● **WHAT THIS TASK INVOLVES**
Select the lines below containing the word "gate".

+++ RECORDS FOR THIS TASK

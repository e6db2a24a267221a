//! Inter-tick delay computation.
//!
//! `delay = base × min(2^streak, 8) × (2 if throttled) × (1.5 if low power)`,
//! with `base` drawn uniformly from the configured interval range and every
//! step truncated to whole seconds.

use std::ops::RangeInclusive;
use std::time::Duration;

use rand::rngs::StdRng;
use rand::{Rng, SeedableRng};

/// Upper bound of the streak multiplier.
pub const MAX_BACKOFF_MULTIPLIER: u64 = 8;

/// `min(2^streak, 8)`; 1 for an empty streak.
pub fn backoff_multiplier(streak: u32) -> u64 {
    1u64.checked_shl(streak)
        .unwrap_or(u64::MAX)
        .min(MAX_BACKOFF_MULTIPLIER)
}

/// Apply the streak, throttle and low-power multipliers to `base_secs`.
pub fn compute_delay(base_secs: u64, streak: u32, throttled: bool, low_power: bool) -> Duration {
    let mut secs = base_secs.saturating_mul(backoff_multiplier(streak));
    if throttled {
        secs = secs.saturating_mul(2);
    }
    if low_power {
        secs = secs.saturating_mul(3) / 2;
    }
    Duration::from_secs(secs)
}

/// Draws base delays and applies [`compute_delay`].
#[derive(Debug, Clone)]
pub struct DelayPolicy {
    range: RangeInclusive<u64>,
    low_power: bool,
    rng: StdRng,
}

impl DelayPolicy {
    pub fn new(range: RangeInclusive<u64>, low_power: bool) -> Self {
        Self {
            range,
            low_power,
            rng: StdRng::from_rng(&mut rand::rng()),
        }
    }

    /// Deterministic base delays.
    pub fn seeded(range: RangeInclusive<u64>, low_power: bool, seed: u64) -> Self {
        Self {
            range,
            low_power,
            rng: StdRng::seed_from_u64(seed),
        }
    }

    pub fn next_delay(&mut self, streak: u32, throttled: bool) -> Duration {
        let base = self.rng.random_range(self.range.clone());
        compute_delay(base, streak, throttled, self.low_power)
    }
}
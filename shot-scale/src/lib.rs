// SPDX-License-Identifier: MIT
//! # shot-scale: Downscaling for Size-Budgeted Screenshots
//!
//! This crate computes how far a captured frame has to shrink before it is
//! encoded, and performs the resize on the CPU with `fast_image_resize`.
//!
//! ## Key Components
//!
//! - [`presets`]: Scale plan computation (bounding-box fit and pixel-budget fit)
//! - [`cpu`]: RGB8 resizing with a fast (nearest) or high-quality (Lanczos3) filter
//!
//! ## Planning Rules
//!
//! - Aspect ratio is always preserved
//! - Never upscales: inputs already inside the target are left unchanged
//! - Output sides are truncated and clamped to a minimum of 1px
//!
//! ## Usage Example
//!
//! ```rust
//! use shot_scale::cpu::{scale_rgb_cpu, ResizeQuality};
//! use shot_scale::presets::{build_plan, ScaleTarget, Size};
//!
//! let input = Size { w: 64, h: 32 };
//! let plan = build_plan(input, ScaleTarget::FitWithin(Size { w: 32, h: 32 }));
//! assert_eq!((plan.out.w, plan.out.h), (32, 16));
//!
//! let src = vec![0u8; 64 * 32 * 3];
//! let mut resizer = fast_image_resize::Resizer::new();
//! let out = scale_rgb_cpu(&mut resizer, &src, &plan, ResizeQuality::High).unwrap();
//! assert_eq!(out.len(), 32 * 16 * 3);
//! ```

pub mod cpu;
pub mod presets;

++++++
+++ RECORDS FOR THIS TASK

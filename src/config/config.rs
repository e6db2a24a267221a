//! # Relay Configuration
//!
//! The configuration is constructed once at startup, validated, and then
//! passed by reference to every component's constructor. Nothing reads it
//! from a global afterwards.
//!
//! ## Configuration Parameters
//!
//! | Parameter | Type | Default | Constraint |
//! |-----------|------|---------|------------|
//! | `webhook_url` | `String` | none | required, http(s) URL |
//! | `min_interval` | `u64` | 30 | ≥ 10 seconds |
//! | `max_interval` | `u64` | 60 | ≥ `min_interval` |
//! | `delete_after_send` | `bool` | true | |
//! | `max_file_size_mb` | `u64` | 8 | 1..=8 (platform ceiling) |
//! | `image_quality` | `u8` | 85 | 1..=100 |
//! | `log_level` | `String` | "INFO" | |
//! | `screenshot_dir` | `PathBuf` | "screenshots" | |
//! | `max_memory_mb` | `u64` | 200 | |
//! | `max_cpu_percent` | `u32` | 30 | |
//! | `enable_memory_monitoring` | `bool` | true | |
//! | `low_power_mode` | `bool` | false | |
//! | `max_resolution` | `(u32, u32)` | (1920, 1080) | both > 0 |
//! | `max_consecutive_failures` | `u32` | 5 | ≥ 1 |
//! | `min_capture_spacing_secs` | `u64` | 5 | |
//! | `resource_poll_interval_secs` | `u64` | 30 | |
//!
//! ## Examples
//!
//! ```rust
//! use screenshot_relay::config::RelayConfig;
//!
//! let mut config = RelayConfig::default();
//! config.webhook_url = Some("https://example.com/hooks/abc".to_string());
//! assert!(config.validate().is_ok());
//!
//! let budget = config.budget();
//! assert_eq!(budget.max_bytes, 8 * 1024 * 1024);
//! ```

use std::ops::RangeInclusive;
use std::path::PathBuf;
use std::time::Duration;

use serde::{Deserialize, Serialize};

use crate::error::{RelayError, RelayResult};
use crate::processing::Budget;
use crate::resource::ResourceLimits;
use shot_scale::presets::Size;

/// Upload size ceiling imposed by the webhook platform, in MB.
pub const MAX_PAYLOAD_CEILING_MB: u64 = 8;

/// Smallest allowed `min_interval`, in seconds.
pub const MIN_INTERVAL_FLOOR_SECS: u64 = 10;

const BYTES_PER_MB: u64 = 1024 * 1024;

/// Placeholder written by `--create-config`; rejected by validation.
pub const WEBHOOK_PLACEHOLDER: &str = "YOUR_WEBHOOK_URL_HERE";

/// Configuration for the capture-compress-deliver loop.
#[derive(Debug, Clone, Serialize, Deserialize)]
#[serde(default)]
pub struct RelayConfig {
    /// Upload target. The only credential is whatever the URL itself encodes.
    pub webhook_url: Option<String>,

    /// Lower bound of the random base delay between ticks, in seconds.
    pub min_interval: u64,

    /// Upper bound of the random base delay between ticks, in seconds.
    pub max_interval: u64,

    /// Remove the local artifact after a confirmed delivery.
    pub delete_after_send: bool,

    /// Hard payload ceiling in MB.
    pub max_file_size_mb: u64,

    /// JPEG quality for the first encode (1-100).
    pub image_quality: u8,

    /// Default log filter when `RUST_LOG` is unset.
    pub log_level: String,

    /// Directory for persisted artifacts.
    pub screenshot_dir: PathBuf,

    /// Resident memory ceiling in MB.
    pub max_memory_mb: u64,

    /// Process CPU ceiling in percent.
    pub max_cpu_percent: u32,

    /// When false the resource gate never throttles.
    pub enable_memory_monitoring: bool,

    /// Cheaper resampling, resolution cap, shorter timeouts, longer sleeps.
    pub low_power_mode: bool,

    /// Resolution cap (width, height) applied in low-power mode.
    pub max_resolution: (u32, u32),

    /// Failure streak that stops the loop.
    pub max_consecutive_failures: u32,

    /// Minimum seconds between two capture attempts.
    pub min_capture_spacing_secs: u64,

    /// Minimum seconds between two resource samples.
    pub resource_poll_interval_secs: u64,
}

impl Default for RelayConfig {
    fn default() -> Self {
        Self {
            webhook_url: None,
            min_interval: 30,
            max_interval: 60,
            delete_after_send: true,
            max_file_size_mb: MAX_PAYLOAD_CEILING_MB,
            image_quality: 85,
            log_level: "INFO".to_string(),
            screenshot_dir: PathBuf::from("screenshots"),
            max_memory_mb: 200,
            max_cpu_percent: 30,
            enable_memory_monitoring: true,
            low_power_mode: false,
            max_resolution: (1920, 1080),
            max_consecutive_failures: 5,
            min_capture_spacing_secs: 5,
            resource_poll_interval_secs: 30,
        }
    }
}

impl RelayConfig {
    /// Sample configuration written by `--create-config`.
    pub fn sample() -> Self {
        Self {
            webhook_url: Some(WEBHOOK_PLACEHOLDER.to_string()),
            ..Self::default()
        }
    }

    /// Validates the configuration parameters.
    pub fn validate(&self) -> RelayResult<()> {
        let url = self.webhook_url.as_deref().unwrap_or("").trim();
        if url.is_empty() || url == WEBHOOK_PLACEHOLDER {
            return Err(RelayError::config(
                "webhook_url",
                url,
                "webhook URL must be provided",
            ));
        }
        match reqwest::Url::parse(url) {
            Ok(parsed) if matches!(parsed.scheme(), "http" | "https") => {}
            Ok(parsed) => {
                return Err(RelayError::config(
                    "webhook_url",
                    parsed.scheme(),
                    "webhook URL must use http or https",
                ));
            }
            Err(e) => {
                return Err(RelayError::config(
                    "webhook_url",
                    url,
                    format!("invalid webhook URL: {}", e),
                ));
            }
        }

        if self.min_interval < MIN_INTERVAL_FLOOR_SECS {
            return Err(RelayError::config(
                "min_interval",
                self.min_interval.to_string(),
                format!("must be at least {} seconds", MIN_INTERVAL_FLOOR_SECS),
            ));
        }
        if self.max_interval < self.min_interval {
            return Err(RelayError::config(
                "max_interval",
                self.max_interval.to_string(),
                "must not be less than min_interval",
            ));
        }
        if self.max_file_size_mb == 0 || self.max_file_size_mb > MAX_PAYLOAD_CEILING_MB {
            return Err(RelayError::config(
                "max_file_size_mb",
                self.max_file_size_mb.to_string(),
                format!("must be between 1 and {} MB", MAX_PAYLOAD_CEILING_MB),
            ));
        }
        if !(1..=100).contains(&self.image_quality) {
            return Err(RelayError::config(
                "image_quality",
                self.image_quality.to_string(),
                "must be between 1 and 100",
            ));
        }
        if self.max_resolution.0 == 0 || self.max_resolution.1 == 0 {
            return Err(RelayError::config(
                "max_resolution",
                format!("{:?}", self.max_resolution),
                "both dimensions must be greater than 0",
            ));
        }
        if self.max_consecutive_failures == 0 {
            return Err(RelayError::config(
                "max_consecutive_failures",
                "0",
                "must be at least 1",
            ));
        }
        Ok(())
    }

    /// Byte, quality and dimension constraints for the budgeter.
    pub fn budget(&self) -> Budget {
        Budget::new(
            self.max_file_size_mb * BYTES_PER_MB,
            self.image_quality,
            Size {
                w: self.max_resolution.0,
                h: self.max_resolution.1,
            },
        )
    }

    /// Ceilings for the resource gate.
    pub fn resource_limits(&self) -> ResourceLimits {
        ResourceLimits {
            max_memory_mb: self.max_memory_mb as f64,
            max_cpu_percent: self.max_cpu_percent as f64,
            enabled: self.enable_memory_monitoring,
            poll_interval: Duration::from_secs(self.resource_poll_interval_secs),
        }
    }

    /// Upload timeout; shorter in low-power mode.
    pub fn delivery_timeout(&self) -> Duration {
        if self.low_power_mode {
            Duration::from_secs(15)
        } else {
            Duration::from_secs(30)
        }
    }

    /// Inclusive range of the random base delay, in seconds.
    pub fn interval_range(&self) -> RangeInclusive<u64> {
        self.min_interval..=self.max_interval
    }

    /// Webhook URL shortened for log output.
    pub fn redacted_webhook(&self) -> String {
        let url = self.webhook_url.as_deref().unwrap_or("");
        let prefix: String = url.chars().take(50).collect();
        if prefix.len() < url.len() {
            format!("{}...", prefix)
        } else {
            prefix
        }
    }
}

++++++

● **SOLUTION FOR THIS TASK**
    /// When false the resource gate never throttles.
    /// Ceilings for the resource gate.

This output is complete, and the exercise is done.